Once the training data is prepared, a super-resolution model is applied to the training data to thereby improve the performance of the super-resolution model. Performance improvements resulting from the training can include a convergence of similarity between a desired target output and the actual output from the model. Performance improvements can also include an increase in processing efficiency (e.g., lower computational cost) for performing the super-resolution processing. In this manner, the training data can be used to generate a trained super-resolution model that has improved performance relative to the super-resolution model prior to undergoing the training.

This Summary is provided to introduce a selection of concepts in a simplified form that are further described below in the Detailed Description. This Summary is not intended to identify key features or essential features of the claimed subject matter, nor is it intended to be used as an aid in determining the scope of the claimed subject matter.

Additional features and advantages will be set forth in the description which follows, and in part will be obvious from the description, or may be learned by the practice of the teachings herein. Features and advantages of the invention may be realized and obtained by means of the instruments and combinations particularly pointed out in the appended claims. Features of the present invention will become more fully apparent from the following description and appended claims or may be learned by the practice of the invention as set forth hereinafter.

As noted above, the disclosed embodiments include methods and systems for generating and using training data for training super-resolution models, wherein the training data comprises correlating image pairings, where each correlating image pair or pairing comprises a low-resolution image and a corresponding high-resolution image depicting the same image frame or scene.

The image pairings are generated, in some embodiments, by modifying an image generator that was initially configured to generate image output in only a single resolution at a time. The modification to the image generator enables the substantially simultaneous generation of two sets of images in different resolutions. The substantially simultaneous generation of the two sets of images may occur at exactly the same periods of time or, alternatively, at different periods of time that are at least partially overlapping, such as with parallel processing by the image generator and wherein both sets of images at different resolutions are still based on the same shared content (e.g., scenes or frames).

The two sets of images can then be paired together into training data. In particular, a low-resolution image and a corresponding high-resolution image for a plurality of different frames of image data are paired together as training data for training a super-resolution model. The paired images can include all image data that is generated (e.g., low-resolution and high-resolution images for each of the plurality of different frames) or, alternatively, for only a subset of the image data that is generated (e.g., low-resolution and high-resolution images for only some of the plurality of the different frames generated). Additionally, the paired image data can include the entirety of the paired low-resolution and high-resolution images, or alternatively, only limited corresponding sub-portions of the paired low-resolution and high-resolution images.
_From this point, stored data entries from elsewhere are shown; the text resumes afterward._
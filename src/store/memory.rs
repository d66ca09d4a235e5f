//! Process-memory room store.

use parking_lot::{Mutex, RwLock};
use std::collections::HashMap;
use std::sync::Arc;
use tracing::{debug, instrument};

use super::{Commit, RoomStore, StoreError};
use crate::room::{Room, RoomCode};

type Slot = Arc<Mutex<Option<Room>>>;

/// Rooms held in a map of per-code mutexes.
///
/// The outer lock only guards slot lookup and creation; a mutation holds the
/// slot mutex of its own room and nothing else.
#[derive(Debug, Default)]
pub struct MemoryStore {
    rooms: RwLock<HashMap<RoomCode, Slot>>,
}

impl MemoryStore {
    /// Creates an empty store.
    #[instrument]
    pub fn new() -> Self {
        debug!("Creating in-memory room store");
        Self::default()
    }

    /// Number of rooms present.
    pub fn len(&self) -> usize {
        let slots: Vec<Slot> = self.rooms.read().values().cloned().collect();
        slots.iter().filter(|slot| slot.lock().is_some()).count()
    }

    /// True when no room has been stored.
    pub fn is_empty(&self) -> bool {
        self.len() == 0
    }

    fn existing_slot(&self, code: &RoomCode) -> Option<Slot> {
        self.rooms.read().get(code).cloned()
    }

    fn slot(&self, code: &RoomCode) -> Slot {
        if let Some(slot) = self.existing_slot(code) {
            return slot;
        }
        self.rooms.write().entry(code.clone()).or_default().clone()
    }
}

impl RoomStore for MemoryStore {
    fn backend(&self) -> &'static str {
        "memory"
    }

    #[instrument(skip(self), fields(room_code = %code))]
    fn load(&self, code: &RoomCode) -> Result<Option<Room>, StoreError> {
        Ok(self.existing_slot(code).and_then(|slot| slot.lock().clone()))
    }

    #[instrument(skip(self, room), fields(room_code = %room.code()))]
    fn save(&self, room: &Room) -> Result<(), StoreError> {
        *self.slot(room.code()).lock() = Some(room.clone());
        Ok(())
    }

    #[instrument(skip(self, transform), fields(room_code = %code))]
    fn read_modify_write(
        &self,
        code: &RoomCode,
        transform: &mut dyn FnMut(Option<Room>) -> Commit,
    ) -> Result<(), StoreError> {
        let slot = self.slot(code);
        let mut current = slot.lock();
        if let Commit::Write(next) = transform(current.clone()) {
            *current = Some(next);
        }
        Ok(())
    }
}

#[cfg(test)]
mod tests {
    use super::*;
    use crate::store::modify;
    use chrono::Utc;

    fn room(code: u16) -> Room {
        Room::new(
            RoomCode::from_number(code).unwrap(),
            "r".into(),
            "Ana".into(),
            Utc::now(),
        )
    }

    #[test]
    fn test_load_unknown_code() {
        let store = MemoryStore::new();
        let code = RoomCode::from_number(1234).unwrap();
        assert_eq!(store.load(&code).unwrap(), None);
    }

    #[test]
    fn test_keep_does_not_create_room() {
        let store = MemoryStore::new();
        let code = RoomCode::from_number(1234).unwrap();
        let seen = modify(&store, &code, |room| (Commit::Keep, room.is_some())).unwrap();
        assert!(!seen);
        assert!(store.is_empty());
    }

    #[test]
    fn test_write_then_load() {
        let store = MemoryStore::new();
        let room = room(4321);
        modify(&store, room.code(), |_| (Commit::Write(room.clone()), ())).unwrap();
        assert_eq!(store.load(room.code()).unwrap(), Some(room));
        assert_eq!(store.len(), 1);
    }
}
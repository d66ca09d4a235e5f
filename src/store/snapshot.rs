//! Whole-document snapshot store with optimistic concurrency.
//!
//! All rooms live in one serialized document. A mutation reads the document,
//! applies the transform to one room and writes the document back only if the
//! blob still holds the bytes that were read; otherwise it starts over.

use parking_lot::Mutex;
use serde::{Deserialize, Serialize};
use std::collections::BTreeMap;
use tracing::{debug, info, instrument, warn};

use super::{Commit, RoomStore, StoreError, StoreErrorKind};
use crate::room::{Room, RoomCode};

/// Default number of optimistic attempts per mutation.
pub const DEFAULT_MAX_ATTEMPTS: usize = 16;

/// A single blob with conditional replacement, such as a file or an object in
/// a bucket.
pub trait SnapshotBlob: Send + Sync + std::fmt::Debug {
    /// Current contents, or `None` if the blob does not exist yet.
    fn fetch(&self) -> Result<Option<Vec<u8>>, StoreError>;

    /// Replaces the contents with `next` if they still equal `expected`
    /// (`None` meaning "does not exist"). Returns `false` when another writer
    /// got there first.
    fn compare_and_swap(&self, expected: Option<&[u8]>, next: &[u8]) -> Result<bool, StoreError>;
}

#[derive(Debug, Default, Serialize, Deserialize)]
struct SnapshotDocument {
    revision: u64,
    rooms: BTreeMap<RoomCode, Room>,
}

/// Room store over a [`SnapshotBlob`].
#[derive(Debug)]
pub struct SnapshotStore<B> {
    blob: B,
    max_attempts: usize,
}

impl<B: SnapshotBlob> SnapshotStore<B> {
    /// Wraps `blob` with the default retry budget.
    #[instrument(skip(blob))]
    pub fn new(blob: B) -> Self {
        info!(?blob, "Opening snapshot store");
        Self {
            blob,
            max_attempts: DEFAULT_MAX_ATTEMPTS,
        }
    }

    /// Sets how many optimistic attempts a mutation gets before failing with
    /// a conflict.
    pub fn with_max_attempts(mut self, max_attempts: usize) -> Self {
        self.max_attempts = max_attempts.max(1);
        self
    }

    /// Underlying blob.
    pub fn blob(&self) -> &B {
        &self.blob
    }

    /// Current document revision (0 when nothing was written yet).
    #[instrument(skip(self))]
    pub fn revision(&self) -> Result<u64, StoreError> {
        let (_, document) = self.read_document()?;
        Ok(document.revision)
    }

    fn read_document(&self) -> Result<(Option<Vec<u8>>, SnapshotDocument), StoreError> {
        let raw = self.blob.fetch()?;
        let document = match raw.as_deref() {
            None => SnapshotDocument::default(),
            Some(bytes) => serde_json::from_slice(bytes)?,
        };
        Ok((raw, document))
    }
}

fn checked(room: Option<&Room>) -> Result<Option<Room>, StoreError> {
    match room {
        Some(room) => {
            room.check_invariants()?;
            Ok(Some(room.clone()))
        }
        None => Ok(None),
    }
}

impl<B: SnapshotBlob> RoomStore for SnapshotStore<B> {
    fn backend(&self) -> &'static str {
        "snapshot"
    }

    #[instrument(skip(self), fields(room_code = %code))]
    fn load(&self, code: &RoomCode) -> Result<Option<Room>, StoreError> {
        let (_, document) = self.read_document()?;
        checked(document.rooms.get(code))
    }

    #[instrument(skip(self, room), fields(room_code = %room.code()))]
    fn save(&self, room: &Room) -> Result<(), StoreError> {
        self.read_modify_write(room.code(), &mut |_| Commit::Write(room.clone()))
    }

    #[instrument(skip(self, transform), fields(room_code = %code))]
    fn read_modify_write(
        &self,
        code: &RoomCode,
        transform: &mut dyn FnMut(Option<Room>) -> Commit,
    ) -> Result<(), StoreError> {
        for attempt in 1..=self.max_attempts {
            let (raw, mut document) = self.read_document()?;
            let current = checked(document.rooms.get(code))?;
            let next = match transform(current) {
                Commit::Keep => return Ok(()),
                Commit::Write(next) => next,
            };
            document.rooms.insert(code.clone(), next);
            document.revision += 1;
            let bytes = serde_json::to_vec_pretty(&document)?;

            if self.blob.compare_and_swap(raw.as_deref(), &bytes)? {
                debug!(attempt, revision = document.revision, "Snapshot committed");
                return Ok(());
            }
            warn!(attempt, max_attempts = self.max_attempts, "Snapshot changed underneath, retrying");
        }
        Err(StoreError::new(
            StoreErrorKind::Conflict,
            format!(
                "Room {} not written after {} optimistic attempts",
                code, self.max_attempts
            ),
        ))
    }
}

/// Blob held in process memory.
///
/// Behaves like an object-store key with conditional put; useful for tests and
/// as the reference for bucket-backed implementations.
#[derive(Debug, Default)]
pub struct MemoryBlob {
    contents: Mutex<Option<Vec<u8>>>,
}

impl MemoryBlob {
    /// Creates an empty blob.
    pub fn new() -> Self {
        Self::default()
    }
}

impl SnapshotBlob for MemoryBlob {
    fn fetch(&self) -> Result<Option<Vec<u8>>, StoreError> {
        Ok(self.contents.lock().clone())
    }

    fn compare_and_swap(&self, expected: Option<&[u8]>, next: &[u8]) -> Result<bool, StoreError> {
        let mut contents = self.contents.lock();
        if contents.as_deref() != expected {
            return Ok(false);
        }
        *contents = Some(next.to_vec());
        Ok(true)
    }
}

#[cfg(test)]
mod tests {
    use super::*;
    use crate::store::modify;
    use chrono::Utc;
    use std::sync::atomic::{AtomicUsize, Ordering};

    fn room(code: u16) -> Room {
        Room::new(
            RoomCode::from_number(code).unwrap(),
            "r".into(),
            "Ana".into(),
            Utc::now(),
        )
    }

    /// Blob whose first `lose` swaps fail as if another writer won.
    #[derive(Debug, Default)]
    struct ContendedBlob {
        inner: MemoryBlob,
        lose: AtomicUsize,
    }

    impl SnapshotBlob for ContendedBlob {
        fn fetch(&self) -> Result<Option<Vec<u8>>, StoreError> {
            self.inner.fetch()
        }

        fn compare_and_swap(&self, expected: Option<&[u8]>, next: &[u8]) -> Result<bool, StoreError> {
            let remaining = self.lose.load(Ordering::SeqCst);
            if remaining > 0 {
                self.lose.store(remaining - 1, Ordering::SeqCst);
                return Ok(false);
            }
            self.inner.compare_and_swap(expected, next)
        }
    }

    #[test]
    fn test_rooms_share_one_document() {
        let store = SnapshotStore::new(MemoryBlob::new());
        store.save(&room(1111)).unwrap();
        store.save(&room(2222)).unwrap();
        assert_eq!(store.revision().unwrap(), 2);
        assert!(store.load(room(1111).code()).unwrap().is_some());
        assert!(store.load(room(2222).code()).unwrap().is_some());
    }

    #[test]
    fn test_conflict_retries_then_commits() {
        let blob = ContendedBlob {
            lose: AtomicUsize::new(3),
            ..Default::default()
        };
        let store = SnapshotStore::new(blob);
        let target = room(3333);
        let mut calls = 0;
        modify(&store, target.code(), |_| {
            calls += 1;
            (Commit::Write(target.clone()), ())
        })
        .unwrap();
        assert_eq!(calls, 4);
        assert_eq!(store.load(target.code()).unwrap(), Some(target));
    }

    #[test]
    fn test_conflict_exhaustion_leaves_blob_unchanged() {
        let blob = ContendedBlob {
            lose: AtomicUsize::new(100),
            ..Default::default()
        };
        let store = SnapshotStore::new(blob).with_max_attempts(3);
        let err = store.save(&room(4444)).unwrap_err();
        assert_eq!(err.kind, StoreErrorKind::Conflict);
        assert_eq!(store.blob().fetch().unwrap(), None);
    }

    #[test]
    fn test_corrupt_document_is_reported() {
        let blob = MemoryBlob::new();
        blob.compare_and_swap(None, b"not json").unwrap();
        let store = SnapshotStore::new(blob);
        let err = store.load(room(5555).code()).unwrap_err();
        assert_eq!(err.kind, StoreErrorKind::Corrupt);
    }
}
//! Local file blob for the snapshot store.

use std::fs::{self, OpenOptions};
use std::io::{ErrorKind, Write};
use std::path::{Path, PathBuf};
use std::thread;
use std::time::{Duration, Instant};
use tracing::{debug, info, instrument, warn};

use super::{SnapshotBlob, StoreError, StoreErrorKind};

const LOCK_POLL: Duration = Duration::from_millis(2);

/// Snapshot file guarded by a sibling lock file.
///
/// Writers take `<path>.lock` (created exclusively, holding the writer's
/// pid), compare, write
/// `<path>.tmp` and rename it over `<path>`. Readers never lock: rename is
/// atomic, so they always see a complete document.
#[derive(Debug, Clone)]
pub struct FileBlob {
    path: PathBuf,
    lock_path: PathBuf,
    tmp_path: PathBuf,
    lock_timeout: Duration,
}

impl FileBlob {
    /// Opens the blob at `path`, creating missing parent directories.
    ///
    /// The file itself is created on first write.
    #[instrument(skip(path), fields(path = %path.as_ref().display()))]
    pub fn open(path: impl AsRef<Path>, lock_timeout: Duration) -> Result<Self, StoreError> {
        let path = path.as_ref().to_path_buf();
        if let Some(parent) = path.parent().filter(|p| !p.as_os_str().is_empty()) {
            fs::create_dir_all(parent)?;
        }
        let with_suffix = |suffix: &str| {
            let mut name = path.as_os_str().to_owned();
            name.push(suffix);
            PathBuf::from(name)
        };
        let blob = Self {
            lock_path: with_suffix(".lock"),
            tmp_path: with_suffix(".tmp"),
            path,
            lock_timeout,
        };
        info!(path = %blob.path.display(), "Snapshot file ready");
        Ok(blob)
    }

    /// Path of the snapshot document.
    pub fn path(&self) -> &Path {
        &self.path
    }

    fn lock(&self) -> Result<LockGuard, StoreError> {
        let started = Instant::now();
        loop {
            match OpenOptions::new()
                .write(true)
                .create_new(true)
                .open(&self.lock_path)
            {
                Ok(mut file) => {
                    let guard = LockGuard {
                        path: self.lock_path.clone(),
                    };
                    writeln!(file, "{}", std::process::id())?;
                    return Ok(guard);
                }
                Err(e) if e.kind() == ErrorKind::AlreadyExists => {
                    if started.elapsed() >= self.lock_timeout {
                        let holder = fs::read_to_string(&self.lock_path)
                            .ok()
                            .map(|pid| pid.trim().to_string())
                            .filter(|pid| !pid.is_empty())
                            .unwrap_or_else(|| "unknown".to_string());
                        warn!(lock = %self.lock_path.display(), %holder, "Timed out waiting for snapshot lock");
                        return Err(StoreError::new(
                            StoreErrorKind::LockTimeout,
                            format!(
                                "Lock {} held by process {} for more than {:?}; remove the file if that process is gone",
                                self.lock_path.display(),
                                holder,
                                self.lock_timeout
                            ),
                        ));
                    }
                    thread::sleep(LOCK_POLL);
                }
                Err(e) => return Err(e.into()),
            }
        }
    }
}

struct LockGuard {
    path: PathBuf,
}

impl Drop for LockGuard {
    fn drop(&mut self) {
        if let Err(e) = fs::remove_file(&self.path) {
            warn!(lock = %self.path.display(), error = %e, "Failed to release snapshot lock");
        }
    }
}

impl SnapshotBlob for FileBlob {
    fn fetch(&self) -> Result<Option<Vec<u8>>, StoreError> {
        match fs::read(&self.path) {
            Ok(bytes) => Ok(Some(bytes)),
            Err(e) if e.kind() == ErrorKind::NotFound => Ok(None),
            Err(e) => Err(e.into()),
        }
    }

    #[instrument(skip(self, expected, next), fields(path = %self.path.display(), bytes = next.len()))]
    fn compare_and_swap(&self, expected: Option<&[u8]>, next: &[u8]) -> Result<bool, StoreError> {
        let _lock = self.lock()?;
        if self.fetch()?.as_deref() != expected {
            debug!("Snapshot file changed since read");
            return Ok(false);
        }
        fs::write(&self.tmp_path, next)?;
        fs::rename(&self.tmp_path, &self.path)?;
        Ok(true)
    }
}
The super-resolution models are trained by applying the super-resolution models to the training data. With this training, the super-resolution models are tuned to generate high-resolution images, with resolutions that are the same as or similar to the high-resolution images in the image pairings having the same quality or resolution attribute, based on new input low-resolution images, with resolutions that are the same as or similar to the low-resolution images in the image pairings.

References to images having the same or similar resolutions mean that the resolutions have the same or similar sharpness, clarity, and/or pixel density. If the resolutions are the same, for example, then they are identical (i.e., they have identical sharpness, and/or pixel density based on an objective scale of those measures). If the resolutions are similar, then then the sharpness, clarity, and/or pixel density of one resolution is within 99%, 98%, 97%, 96%, 95%, between 95%-90%, between 85%-80% of the corresponding sharpness, clarity and/or pixel density of the comparable resolution. In some cases the term “image resolution” refers to the number of pixels in an image such that higher-resolution images have more pixels than lower-resolution images.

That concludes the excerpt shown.